Ведь действительно видно, что оно могло возрасти только на корнях этой безбожной теории об удобствах. "Бетховен никогда не решился бы написать текста подобного Фигаро или Дон-Жуану. Разве сама жизнь не насмеялась бы над ним за то, что он так свободно смотрел на вещи, так легко обходился бы с человеческими слабостями". Чтобы привести более сильный пример этой безбожной вульгарности образа мыслей, достаточно одного намека на то, что Штраус не может никаким образом иначе объяснить себе плодотворного стремления к унижению и направлению аскетической святости, как пресыщения половыми удовольствиями всех родов, вышедшим уже из пределов и вызванным ими омерзением.
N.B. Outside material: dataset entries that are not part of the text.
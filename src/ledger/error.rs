//! Ledger error with retry classification.

use thiserror::Error;

/// Error returned by ledger operations.
///
/// `retryable` tells callers whether the operation may succeed if repeated:
/// busy/locked databases and connection failures are retryable; constraint
/// violations, missing rows, and malformed data are permanent. A permanent
/// error with `conflict` set means a uniqueness constraint rejected the
/// write, which callers handle with their own conflict policy.
#[derive(Debug, Clone, PartialEq, Eq, Error)]
#[error("{operation}: {message}")]
pub struct LedgerError {
    /// Operation that failed (e.g. "insert_action", "complete_action").
    pub operation: String,
    pub message: String,
    pub retryable: bool,
    pub conflict: bool,
}

impl LedgerError {
    /// A transient error that may succeed on retry.
    pub fn retryable(operation: impl Into<String>, message: impl Into<String>) -> Self {
        Self {
            operation: operation.into(),
            message: message.into(),
            retryable: true,
            conflict: false,
        }
    }

    /// A permanent error that will not succeed on retry.
    pub fn permanent(operation: impl Into<String>, message: impl Into<String>) -> Self {
        Self {
            operation: operation.into(),
            message: message.into(),
            retryable: false,
            conflict: false,
        }
    }

    /// A uniqueness-constraint rejection.
    pub fn conflict(operation: impl Into<String>, message: impl Into<String>) -> Self {
        Self {
            operation: operation.into(),
            message: message.into(),
            retryable: false,
            conflict: true,
        }
    }

    pub fn is_retryable(&self) -> bool {
        self.retryable
    }

    pub fn is_conflict(&self) -> bool {
        self.conflict
    }
}
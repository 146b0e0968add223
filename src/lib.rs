//! Durable action scheduling over a shared ledger.
//!
//! A workflow process delegates units of work ("actions") to out-of-process
//! workers and resumes when the result lands in durable storage. The crate
//! guarantees at-most-one action record per `(workflow instance, logical
//! state)` pair and wakes exactly the process still waiting on it.
//!
//! Components:
//! - [`retry::RetryPolicy`]: backoff configuration carried by each action,
//!   interpreted only by workers.
//! - [`registry::ActionRegistry`]: static map from an action type id to its
//!   output codec.
//! - [`ledger::Ledger`]: durable records plus at-least-once status
//!   notifications; [`ledger::in_memory::InMemoryLedger`] and
//!   [`ledger::sqlite::SqliteLedger`] implementations.
//! - [`tasks::TaskManager`]: per-process dedup, submission, and the
//!   background drain loop resolving [`tasks::WaitHandle`]s.
//!
//! ```no_run
//! use duract::{ActionCall, ActionRegistry, RetryPolicy, TaskManager};
//! use duract::ledger::sqlite::SqliteLedger;
//! use std::sync::Arc;
//!
//! # #[derive(serde::Serialize, serde::Deserialize)]
//! # struct Report { total: i64 }
//! # async fn demo() -> Result<(), Box<dyn std::error::Error>> {
//! let ledger = Arc::new(SqliteLedger::new("sqlite:daemon.db", None).await?);
//! let registry = ActionRegistry::builder().register::<Report>("billing.tally").build();
//! let manager = TaskManager::start(ledger, registry).await;
//!
//! let call = ActionCall::new("billing.tally").with_input(&serde_json::json!({"month": 7}))?;
//! let handle = manager
//!     .queue_work(call, "tally_step", 42, "billing", &RetryPolicy::default())
//!     .await?;
//! let report: Report = handle.wait().await?.expect("codec registered").into_typed()?;
//! # Ok(())
//! # }
//! ```

pub mod codec;
pub mod ledger;
pub mod models;
pub mod registry;
pub mod retry;
pub mod tasks;

use serde::Serialize;

pub use codec::{CodecError, JsonCodec, OutputCodec, OutputValue};
pub use ledger::{Ledger, LedgerError, NotificationFeed};
pub use models::{
    ActionId, ActionRecord, ActionResultId, ActionResultRecord, ActionStatus, InstanceId, NewActionRecord,
    NewActionResult,
};
pub use registry::ActionRegistry;
pub use retry::{RetryPolicy, RetryPolicyError};
pub use tasks::{ActionFailure, TaskError, TaskManager, WaitHandle};

/// Typed action descriptor handed to [`TaskManager::queue_work`].
///
/// Produced by the workflow layer when it reaches a step that delegates
/// work; carries the registry id of the action type and the serialized
/// input, nothing else.
#[derive(Debug, Clone, PartialEq, Eq)]
pub struct ActionCall {
    pub registry_id: String,
    pub input_body: Option<String>,
}

impl ActionCall {
    /// A call with no input payload.
    pub fn new(registry_id: impl Into<String>) -> Self {
        Self {
            registry_id: registry_id.into(),
            input_body: None,
        }
    }

    /// Attach a JSON-serialized input payload.
    pub fn with_input<T: Serialize>(mut self, input: &T) -> Result<Self, CodecError> {
        self.input_body = Some(codec::encode(input)?);
        Ok(self)
    }
}

#[cfg(test)]
mod tests {
    use super::*;

    #[test]
    fn action_call_serializes_input() {
        let call = ActionCall::new("demo.add")
            .with_input(&serde_json::json!({"a": 1}))
            .unwrap();
        assert_eq!(call.registry_id, "demo.add");
        assert_eq!(call.input_body.as_deref(), Some(r#"{"a":1}"#));

        let bare = ActionCall::new("demo.ping");
        assert_eq!(bare.input_body, None);
    }
}
//! JSON codec seam between stored result bodies and typed values.
//!
//! Result bodies travel through the ledger as JSON strings. An
//! [`OutputCodec`] validates a stored body against a concrete type before it
//! reaches a waiting caller; [`OutputValue`] keeps the decoded value
//! type-erased so handles for different actions can share one map.

use serde::Serialize;
use serde::de::DeserializeOwned;
use std::marker::PhantomData;
use thiserror::Error;

/// Errors produced while encoding inputs or decoding stored result bodies.
#[derive(Debug, Error)]
pub enum CodecError {
    #[error("failed to decode result body: {0}")]
    Decode(#[source] serde_json::Error),
    #[error("failed to encode value: {0}")]
    Encode(#[source] serde_json::Error),
}

/// A decoded, schema-validated result value.
///
/// Produced by an [`OutputCodec`]; callers that know the concrete output
/// type recover it with [`OutputValue::into_typed`].
#[derive(Debug, Clone, PartialEq)]
pub struct OutputValue(serde_json::Value);

impl OutputValue {
    pub fn new(value: serde_json::Value) -> Self {
        Self(value)
    }

    /// Deserialize the validated value into a concrete type.
    pub fn into_typed<T: DeserializeOwned>(self) -> Result<T, CodecError> {
        serde_json::from_value(self.0).map_err(CodecError::Decode)
    }

    pub fn as_json(&self) -> &serde_json::Value {
        &self.0
    }
}

/// Decoder for one action type's stored result body.
pub trait OutputCodec: Send + Sync {
    /// Validate and decode a stored result body.
    fn decode(&self, body: &str) -> Result<OutputValue, CodecError>;
}

/// [`OutputCodec`] that validates bodies by round-tripping through `T`.
pub struct JsonCodec<T> {
    _marker: PhantomData<fn() -> T>,
}

impl<T> Default for JsonCodec<T> {
    fn default() -> Self {
        Self { _marker: PhantomData }
    }
}

impl<T> JsonCodec<T> {
    pub fn new() -> Self {
        Self::default()
    }
}

impl<T> OutputCodec for JsonCodec<T>
where
    T: Serialize + DeserializeOwned + Send + Sync + 'static,
{
    fn decode(&self, body: &str) -> Result<OutputValue, CodecError> {
        let typed: T = serde_json::from_str(body).map_err(CodecError::Decode)?;
        let value = serde_json::to_value(typed).map_err(CodecError::Encode)?;
        Ok(OutputValue(value))
    }
}

/// Encode a value as a JSON wire body.
pub fn encode<T: Serialize>(value: &T) -> Result<String, CodecError> {
    serde_json::to_string(value).map_err(CodecError::Encode)
}

#[cfg(test)]
mod tests {
    use super::*;
    use serde::Deserialize;

    #[derive(Debug, PartialEq, Serialize, Deserialize)]
    struct Payload {
        value: i64,
    }

    #[test]
    fn json_codec_decodes_valid_body() {
        let codec = JsonCodec::<Payload>::new();
        let out = codec.decode(r#"{"value":42}"#).unwrap();
        assert_eq!(out.as_json(), &serde_json::json!({"value": 42}));
        assert_eq!(out.into_typed::<Payload>().unwrap(), Payload { value: 42 });
    }

    #[test]
    fn json_codec_rejects_mismatched_body() {
        let codec = JsonCodec::<Payload>::new();
        let err = codec.decode(r#"{"value":"not a number"}"#).unwrap_err();
        assert!(matches!(err, CodecError::Decode(_)));
    }

    #[test]
    fn encode_round_trips() {
        let body = encode(&Payload { value: 7 }).unwrap();
        assert_eq!(body, r#"{"value":7}"#);
    }
}
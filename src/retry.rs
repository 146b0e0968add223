//! Backoff configuration carried by queued actions.
//!
//! The scheduler itself never interprets a retry policy; it stores the
//! fields on the action record so the worker that picks the action up can
//! space its attempts. The delay math lives here so every worker shares one
//! implementation.

use rand::Rng;
use serde::{Deserialize, Serialize};
use std::time::Duration;
use thiserror::Error;

/// Validation failures raised when constructing a [`RetryPolicy`].
#[derive(Debug, Clone, PartialEq, Error)]
pub enum RetryPolicyError {
    #[error("backoff_seconds must be greater than zero")]
    ZeroBackoff,
    #[error("backoff_factor must be at least 1.0, got {0}")]
    FactorBelowOne(f64),
    #[error("jitter must not be negative, got {0}")]
    NegativeJitter(f64),
}

/// Immutable backoff configuration attached to a queued action.
///
/// `jitter` is the fraction of each delay that is randomly added or
/// subtracted; `0.0` disables it. `max_attempts` of `None` retries
/// indefinitely.
#[derive(Debug, Clone, PartialEq, Serialize, Deserialize)]
pub struct RetryPolicy {
    max_attempts: Option<u32>,
    backoff_seconds: u32,
    backoff_factor: f64,
    jitter: f64,
}

impl RetryPolicy {
    pub fn new(backoff_seconds: u32, backoff_factor: f64, jitter: f64) -> Result<Self, RetryPolicyError> {
        if backoff_seconds == 0 {
            return Err(RetryPolicyError::ZeroBackoff);
        }
        if backoff_factor < 1.0 {
            return Err(RetryPolicyError::FactorBelowOne(backoff_factor));
        }
        if jitter < 0.0 {
            return Err(RetryPolicyError::NegativeJitter(jitter));
        }
        Ok(Self {
            max_attempts: None,
            backoff_seconds,
            backoff_factor,
            jitter,
        })
    }

    /// Cap the number of attempts before the worker gives up.
    pub fn with_max_attempts(mut self, max_attempts: u32) -> Self {
        self.max_attempts = Some(max_attempts);
        self
    }

    pub fn max_attempts(&self) -> Option<u32> {
        self.max_attempts
    }

    pub fn backoff_seconds(&self) -> u32 {
        self.backoff_seconds
    }

    pub fn backoff_factor(&self) -> f64 {
        self.backoff_factor
    }

    pub fn jitter(&self) -> f64 {
        self.jitter
    }

    /// Delay to wait before retrying after the given zero-based attempt.
    ///
    /// Exponential backoff with the configured factor, adjusted by a random
    /// jitter in `[-jitter, +jitter]` of the delay. Never negative.
    pub fn delay_for_attempt(&self, attempt: u32) -> Duration {
        let base = f64::from(self.backoff_seconds) * self.backoff_factor.powi(attempt as i32);
        let jitter_delta = if self.jitter > 0.0 {
            // rand in [-1, 1)
            base * self.jitter * (rand::rng().random::<f64>() * 2.0 - 1.0)
        } else {
            0.0
        };
        Duration::from_secs_f64((base + jitter_delta).max(0.0))
    }
}

impl Default for RetryPolicy {
    /// One second initial backoff, doubling, 10% jitter, unlimited attempts.
    fn default() -> Self {
        Self {
            max_attempts: None,
            backoff_seconds: 1,
            backoff_factor: 2.0,
            jitter: 0.1,
        }
    }
}

#[cfg(test)]
mod tests {
    use super::*;

    #[test]
    fn validates_fields_on_construction() {
        assert_eq!(RetryPolicy::new(0, 2.0, 0.1), Err(RetryPolicyError::ZeroBackoff));
        assert_eq!(
            RetryPolicy::new(1, 0.5, 0.1),
            Err(RetryPolicyError::FactorBelowOne(0.5))
        );
        assert_eq!(
            RetryPolicy::new(1, 2.0, -0.2),
            Err(RetryPolicyError::NegativeJitter(-0.2))
        );
        assert!(RetryPolicy::new(1, 1.0, 0.0).is_ok());
    }

    #[test]
    fn delay_grows_exponentially_without_jitter() {
        let policy = RetryPolicy::new(2, 3.0, 0.0).unwrap();
        assert_eq!(policy.delay_for_attempt(0), Duration::from_secs(2));
        assert_eq!(policy.delay_for_attempt(1), Duration::from_secs(6));
        assert_eq!(policy.delay_for_attempt(2), Duration::from_secs(18));
    }

    #[test]
    fn jittered_delay_stays_within_bounds() {
        let policy = RetryPolicy::new(10, 1.0, 0.5).unwrap();
        for _ in 0..100 {
            let delay = policy.delay_for_attempt(0).as_secs_f64();
            assert!((5.0..=15.0).contains(&delay), "delay out of bounds: {delay}");
        }
    }

    #[test]
    fn max_attempts_is_optional() {
        let policy = RetryPolicy::default();
        assert_eq!(policy.max_attempts(), None);
        assert_eq!(policy.with_max_attempts(3).max_attempts(), Some(3));
    }
}
#[async_trait]
impl Ledger for SqliteLedger {
    async fn insert_action(&self, new: NewActionRecord) -> Result<ActionRecord, LedgerError> {
        let now = Self::now_millis();
        let res = sqlx::query(
            r#"
            INSERT INTO actions (
                workflow_name, instance_id, state, registry_id, input_body, status,
                retry_backoff_seconds, retry_backoff_factor, retry_jitter,
                retry_max_attempts, retry_current_attempt, created_at, updated_at
            ) VALUES (?, ?, ?, ?, ?, ?, ?, ?, ?, ?, 0, ?, ?)
            "#,
        )
        .bind(&new.workflow_name)
        .bind(new.instance_id)
        .bind(&new.state)
        .bind(&new.registry_id)
        .bind(&new.input_body)
        .bind(new.status.as_str())
        .bind(new.retry_backoff_seconds)
        .bind(new.retry_backoff_factor)
        .bind(new.retry_jitter)
        .bind(new.retry_max_attempts)
        .bind(now)
        .bind(now)
        .execute(&self.pool)
        .await
        .map_err(|e| Self::sqlx_to_ledger_error("insert_action", e))?;

        let id = res.last_insert_rowid();
        if id == 0 {
            return Err(LedgerError::permanent("insert_action", "insert yielded no row id"));
        }
        self.action(id)
            .await?
            .ok_or_else(|| LedgerError::permanent("insert_action", format!("inserted action {id} is not readable")))
    }

    async fn action(&self, id: ActionId) -> Result<Option<ActionRecord>, LedgerError> {
        let row = sqlx::query("SELECT * FROM actions WHERE id = ?")
            .bind(id)
            .fetch_optional(&self.pool)
            .await
            .map_err(|e| Self::sqlx_to_ledger_error("action", e))?;
        row.as_ref().map(|r| Self::action_from_row("action", r)).transpose()
    }

    async fn result(&self, id: ActionResultId) -> Result<Option<ActionResultRecord>, LedgerError> {
        let row = sqlx::query("SELECT * FROM action_results WHERE id = ?")
            .bind(id)
            .fetch_optional(&self.pool)
            .await
            .map_err(|e| Self::sqlx_to_ledger_error("result", e))?;
        row.as_ref().map(|r| Self::result_from_row("result", r)).transpose()
    }

    async fn find_by_instance_and_state(
        &self,
        instance_id: InstanceId,
        state: &str,
    ) -> Result<Option<ActionRecord>, LedgerError> {
        let row = sqlx::query("SELECT * FROM actions WHERE instance_id = ? AND state = ? ORDER BY id LIMIT 1")
            .bind(instance_id)
            .bind(state)
            .fetch_optional(&self.pool)
            .await
            .map_err(|e| Self::sqlx_to_ledger_error("find_by_instance_and_state", e))?;
        row.as_ref()
            .map(|r| Self::action_from_row("find_by_instance_and_state", r))
            .transpose()
    }

    async fn find_result_for_action(&self, action_id: ActionId) -> Result<Option<ActionResultRecord>, LedgerError> {
        let row = sqlx::query("SELECT * FROM action_results WHERE action_id = ? ORDER BY id LIMIT 1")
            .bind(action_id)
            .fetch_optional(&self.pool)
            .await
            .map_err(|e| Self::sqlx_to_ledger_error("find_result_for_action", e))?;
        row.as_ref()
            .map(|r| Self::result_from_row("find_result_for_action", r))
            .transpose()
    }

    async fn actions_for_instance(&self, instance_id: InstanceId) -> Result<Vec<ActionRecord>, LedgerError> {
        let rows = sqlx::query("SELECT * FROM actions WHERE instance_id = ? ORDER BY id")
            .bind(instance_id)
            .fetch_all(&self.pool)
            .await
            .map_err(|e| Self::sqlx_to_ledger_error("actions_for_instance", e))?;
        rows.iter()
            .map(|r| Self::action_from_row("actions_for_instance", r))
            .collect()
    }

    async fn set_status(&self, id: ActionId, status: ActionStatus) -> Result<(), LedgerError> {
        let res = sqlx::query("UPDATE actions SET status = ?, updated_at = ? WHERE id = ?")
            .bind(status.as_str())
            .bind(Self::now_millis())
            .bind(id)
            .execute(&self.pool)
            .await
            .map_err(|e| Self::sqlx_to_ledger_error("set_status", e))?;
        if res.rows_affected() == 0 {
            return Err(LedgerError::permanent("set_status", format!("unknown action: {id}")));
        }
        Ok(())
    }

    async fn complete_action(&self, id: ActionId, result: NewActionResult) -> Result<ActionResultRecord, LedgerError> {
        let mut tx = self
            .pool
            .begin()
            .await
            .map_err(|e| Self::sqlx_to_ledger_error("complete_action", e))?;

        let row = sqlx::query("SELECT final_result_id FROM actions WHERE id = ?")
            .bind(id)
            .fetch_optional(&mut *tx)
            .await
            .map_err(|e| Self::sqlx_to_ledger_error("complete_action", e))?;
        let current: Option<ActionResultId> = match row {
            None => return Err(LedgerError::permanent("complete_action", format!("unknown action: {id}"))),
            Some(r) => r
                .try_get("final_result_id")
                .map_err(|e| LedgerError::permanent("complete_action", format!("malformed action row: {e}")))?,
        };
        if let Some(existing) = current {
            return Err(LedgerError::permanent(
                "complete_action",
                format!("action {id} already finalized with result {existing}"),
            ));
        }

        let now = Self::now_millis();
        let res = sqlx::query(
            "INSERT INTO action_results (action_id, result_body, exception, exception_stack, created_at) \
             VALUES (?, ?, ?, ?, ?)",
        )
        .bind(id)
        .bind(&result.result_body)
        .bind(&result.exception)
        .bind(&result.exception_stack)
        .bind(now)
        .execute(&mut *tx)
        .await
        .map_err(|e| Self::sqlx_to_ledger_error("complete_action", e))?;
        let result_id = res.last_insert_rowid();

        sqlx::query("UPDATE actions SET final_result_id = ?, status = 'done', updated_at = ? WHERE id = ?")
            .bind(result_id)
            .bind(now)
            .bind(id)
            .execute(&mut *tx)
            .await
            .map_err(|e| Self::sqlx_to_ledger_error("complete_action", e))?;

        tx.commit()
            .await
            .map_err(|e| Self::sqlx_to_ledger_error("complete_action", e))?;

        Ok(ActionResultRecord {
            id: result_id,
            action_id: id,
            result_body: result.result_body,
            exception: result.exception,
            exception_stack: result.exception_stack,
        })
    }

    async fn subscribe(&self, status: ActionStatus) -> Box<dyn NotificationFeed> {
        Box::new(SqlitePollFeed {
            pool: self.pool.clone(),
            status,
            seen: HashMap::new(),
            pending: VecDeque::new(),
            poll_interval: self.options.poll_interval,
        })
    }
}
"Персы называют это bidamag buden, а немцы katzenjammer", так, нисколько не стыдясь, цитирует сам Штраус, мы же на минутку уклоняемся в сторону для того, чтобы преодолеть отвращение.
7
На деле наш глава филистеров храбр, а на словах и повсюду, где он думает вознести свое гордое "мы" подобною храбростью, даже безумно храбр. Это мы еще все снесем для того, чтобы изучить личное мужество, которым так даровит наш классический филистер Штраус. Выслушаем хотя бы его признание: "Конечно неприятная и неблагодарная обязанность говорить прямо миру то, что ему в меньшей мере хотелось бы выслушать. Мир всем распоряжается и щедрой рукой, как знатные господа, берет и раздает до тех пор, пока у него есть, что раздавать, но если кто-нибудь считает все статьи и подведет всему итог, то мир обходится с ним как с нарушителем покоя. Именно к этому же давно влекло меня мое душевное, нравственное чувство". Подобное духовное чувство можно все-таки назвать мужественным, все же остается сомнение, натурально ли и врожденно ли подобное мужество, или оно выученное и искусственное. Может быть, Штраус только с течением времени привык быть подобным нарушителем порядка по призванию, пока он воспитывал в себе всестороннее мужество. Тогда понятно природное малодушие, которое свойственно филистеру. Эта трусость, в особенности, выражается в отсутствии последовательности и тех скачках, чтобы выразить которых нужно известное мужество. Она гремит как гром, но атмосферы не очищает. Филистер не переносит ее на постепенное действие, но на постепенные фразы и выбирает их как можно оскорбительнее и пускает в дело в грубых и резких выражениях то, что накопилось у него энергии и силы. После того, как он скажет слово, он гораздо трусливее того, кто ничего не говорил, даже тени его поступков и этика показывают, что он герой слова и что он избегает всякого такого положения, в котором необходимо от слов перейти к суровой деятельности. Он заявляет, с достойной удивления смелостью, что он ведь не Христос, "что он не хочет никоим образом нарушать мира". Ему кажется несоответственным основать общество для того, чтобы разрушить общество, в чем нет ничего несоответствующего. С уверенным жестоким чувством удовольствия он зарывается в недоступную теорию нашего происхождения от обезьяны и ценит Дарвина, как одного из самых великих благодетелей рода человеческого, но мы со стыдом видим, что его этика построена так, что не вызывает вопроса, "каким образом постигаем мы свет".